From the Collaborative Bond and Money Market Data Portal
In the Collaborative Bond and Money Market Data Model, the attribute "Zero Coupon" appears both in the field Coupon Type and Category or Structure.
Zero Coupon refers to a debt instrument that makes no periodic coupon payments during its life and is instead issued or traded at a discount to its redemption value, with investor return realized through the pull-to-par between purchase price and payment at maturity. Unlike Fixed Rate instruments, which pay a constant coupon set at issuance, a zero-coupon instrument has no interim interest cash flow at all; its yield is entirely embedded in the issue discount or secondary-market discount.
Economically, this means zero-coupon bonds provide known cash at maturity but usually carry higher price sensitivity than coupon-paying bonds of similar maturity because all cash flow is concentrated at the end date.
Money Market Impact: In money markets, zero-coupon structures are most relevant where instruments are issued on a discount basis rather than through explicit coupons, with investor return earned as the difference between purchase price and par at maturity. That makes them a useful reference point for comparing discount instruments with coupon-bearing short-term paper such as CDs or floating-rate notes, but they do not pass through changes in overnight benchmarks via periodic resets. Example: when front-end rates rise, newly issued discount instruments must clear at deeper discounts to stay competitive, while existing zero-coupon paper falls in price because its locked maturity value is discounted at a higher market rate.
Bond Market Impact: In bond markets, zero-coupon bonds are usually more rate-sensitive than fixed-rate coupon bonds of the same maturity because investors receive no interim cash flows before maturity. This makes them effective tools for liability matching and for expressing duration views, but also exposes them to larger mark-to-market swings when yields change.
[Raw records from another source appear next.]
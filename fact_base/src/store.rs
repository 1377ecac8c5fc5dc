//! Knowledge-base access - the backend contract and an in-memory store.

use std::collections::HashMap;

use thiserror::Error;

use crate::statement::{ItemId, Lexeme, PropertyId, Statement};

/// Errors raised by a knowledge-base backend.
#[derive(Debug, Clone, PartialEq, Eq, Error)]
pub enum KbError {
    /// The entity is not known to the backend.
    #[error("unknown entity {0}")]
    UnknownEntity(ItemId),

    /// Any other backend fault (connectivity, storage, protocol).
    #[error("knowledge base backend error: {0}")]
    Backend(String),
}

/// The knowledge-base access contract.
///
/// Implementations are read-only and reentrant; statement order is defined
/// by the backend and must be preserved.
pub trait KnowledgeBase {
    /// All statements for an entity with the given property, in backend
    /// order. An entity with no such statements yields an empty list, not
    /// an error.
    fn statements_for(
        &self,
        entity: ItemId,
        property: PropertyId,
    ) -> Result<Vec<Statement>, KbError>;

    /// Resolve an entity to its lexical form for embedding in a phrase.
    fn lexeme_for(&self, entity: ItemId) -> Result<Lexeme, KbError>;
}

/// A simple in-memory knowledge base.
///
/// Statement order per entity is insertion order.
#[derive(Debug, Clone, Default)]
pub struct MemoryBase {
    statements: HashMap<ItemId, Vec<Statement>>,
    lexemes: HashMap<ItemId, Lexeme>,
}

impl MemoryBase {
    /// Create an empty store.
    pub fn new() -> Self {
        Self::default()
    }

    /// Append a statement to an entity.
    pub fn insert(&mut self, entity: ItemId, statement: Statement) {
        self.statements.entry(entity).or_default().push(statement);
    }

    /// Register the lexical form of an entity.
    pub fn set_lexeme(&mut self, entity: ItemId, lexeme: Lexeme) {
        self.lexemes.insert(entity, lexeme);
    }

    /// The total number of statements across all entities.
    pub fn statement_count(&self) -> usize {
        self.statements.values().map(Vec::len).sum()
    }
}

impl KnowledgeBase for MemoryBase {
    fn statements_for(
        &self,
        entity: ItemId,
        property: PropertyId,
    ) -> Result<Vec<Statement>, KbError> {
        Ok(self
            .statements
            .get(&entity)
            .map(|statements| {
                statements
                    .iter()
                    .filter(|statement| statement.property == property)
                    .cloned()
                    .collect()
            })
            .unwrap_or_default())
    }

    fn lexeme_for(&self, entity: ItemId) -> Result<Lexeme, KbError> {
        self.lexemes
            .get(&entity)
            .cloned()
            .ok_or(KbError::UnknownEntity(entity))
    }
}
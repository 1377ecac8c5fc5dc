//! A plain-English reference linearizer.
//!
//! Realizes phrase trees over the wordnet lexicon with a fixed word table
//! and naive number agreement. It ignores the variant name on purpose: the
//! compound-vs-attributive unit choice is made upstream by the phrase
//! composer, so this engine only ever sees the finished tree. Real grammar
//! engines plug in through the same [`Linearizer`] trait.

use std::collections::HashMap;

use fact_base::Lexeme;

use super::{GrammarVariant, LinearizeError, Linearizer};
use crate::phrase::{
    Adverbial, Clause, CommonNoun, Determiner, Noun, NounPhrase, PunctuatedPhrase,
};

/// Table-driven English surface realizer.
#[derive(Debug, Clone, Default)]
pub struct EnglishLinearizer {
    /// Abstract lexeme id to (singular, plural) surface forms. Lexemes not
    /// in the table (entity names) realize as their raw text.
    words: HashMap<String, (String, String)>,
}

impl EnglishLinearizer {
    /// Build the realizer for the wordnet lexicon.
    pub fn new() -> Self {
        let mut realizer = Self::default();
        realizer.add("city_1_N", "city", "cities");
        realizer.add("country_1_N", "country", "countries");
        realizer.add("inhabitant_1_N", "inhabitant", "inhabitants");
        realizer.add("flag_1_N", "flag", "flags");
        realizer.add("blazon_N", "coat of arms", "coats of arms");
        realizer.add("area_6_N", "area", "areas");
        realizer.add("kilometre_1_N", "kilometre", "kilometres");
        realizer.add("square_1_N", "square", "squares");
        realizer.add("square_1_A", "square", "square");
        realizer.add("in_1_Prep", "in", "in");
        realizer.add("with_Prep", "with", "with");
        realizer
    }

    fn add(&mut self, id: &str, singular: &str, plural: &str) {
        self.words
            .insert(id.to_string(), (singular.to_string(), plural.to_string()));
    }

    fn word(&self, lexeme: &Lexeme, plural: bool) -> String {
        match self.words.get(lexeme.as_str()) {
            Some((singular, plural_form)) => {
                if plural {
                    plural_form.clone()
                } else {
                    singular.clone()
                }
            }
            None => lexeme.as_str().to_string(),
        }
    }

    fn common_noun(&self, noun: &CommonNoun, plural: bool) -> String {
        match noun {
            CommonNoun::Bare(noun) => self.word(&noun.0, plural),
            CommonNoun::Modified { head, modifier } => format!(
                "{} {}",
                self.common_noun(head, plural),
                self.adverbial(modifier)
            ),
            CommonNoun::Compound { attribute, head } => {
                format!("{} {}", self.word(&attribute.0, false), self.word(&head.0, plural))
            }
            CommonNoun::Attributive { attribute, head } => {
                format!("{} {}", self.word(&attribute.0, false), self.word(&head.0, plural))
            }
        }
    }

    fn noun_phrase(&self, phrase: &NounPhrase) -> String {
        match phrase {
            NounPhrase::Name(lexeme) => self.word(lexeme, false),
            NounPhrase::Determined { determiner, noun } => {
                let article = match determiner {
                    Determiner::IndefiniteSingular => "a",
                    Determiner::DefiniteSingular => "the",
                };
                format!("{} {}", article, self.common_noun(noun, false))
            }
            NounPhrase::Counted { count, noun } => {
                format!("{} {}", count, self.common_noun(noun, count.0 != 1))
            }
        }
    }

    fn adverbial(&self, adverbial: &Adverbial) -> String {
        format!(
            "{} {}",
            self.word(&adverbial.preposition.0, false),
            self.noun_phrase(&adverbial.object)
        )
    }

    fn clause(&self, clause: &Clause) -> String {
        format!(
            "{} is {}",
            self.noun_phrase(&clause.subject),
            self.noun_phrase(&clause.predicate)
        )
    }
}

impl Linearizer for EnglishLinearizer {
    fn linearize(
        &self,
        phrase: &PunctuatedPhrase,
        _variant: &GrammarVariant,
    ) -> Result<String, LinearizeError> {
        let clause = &phrase.utterance.sentence.clause;
        Ok(format!("{}{}", self.clause(clause), phrase.punctuation.mark()))
    }

    fn linearize_word(
        &self,
        word: &Noun,
        _variant: &GrammarVariant,
    ) -> Result<String, LinearizeError> {
        Ok(self.word(&word.0, false))
    }
}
Example: Treasury STRIPS are created by separating principal and interest components from eligible Treasury securities, producing non-callable zero-coupon exposures that can appreciate strongly when yields fall but decline sharply when yields rise.
Intermarket Linkages: Zero-coupon instruments connect money markets and bond markets through discount-rate transmission rather than coupon resets. In tightening cycles, higher policy, repo, and bill rates increase discount factors, which pressures valuations across both short-dated discount paper and longer-dated zero-coupon bonds; in easing or recession scenarios, the same duration-heavy structure can outperform as discount rates decline. Compared with Fixed Rate bonds, the key distinction is that fixed-rate bonds distribute cash over time through set coupons, which reduces duration relative to zeros, while zero-coupon bonds concentrate all return at maturity and therefore amplify sensitivity to yield-curve moves.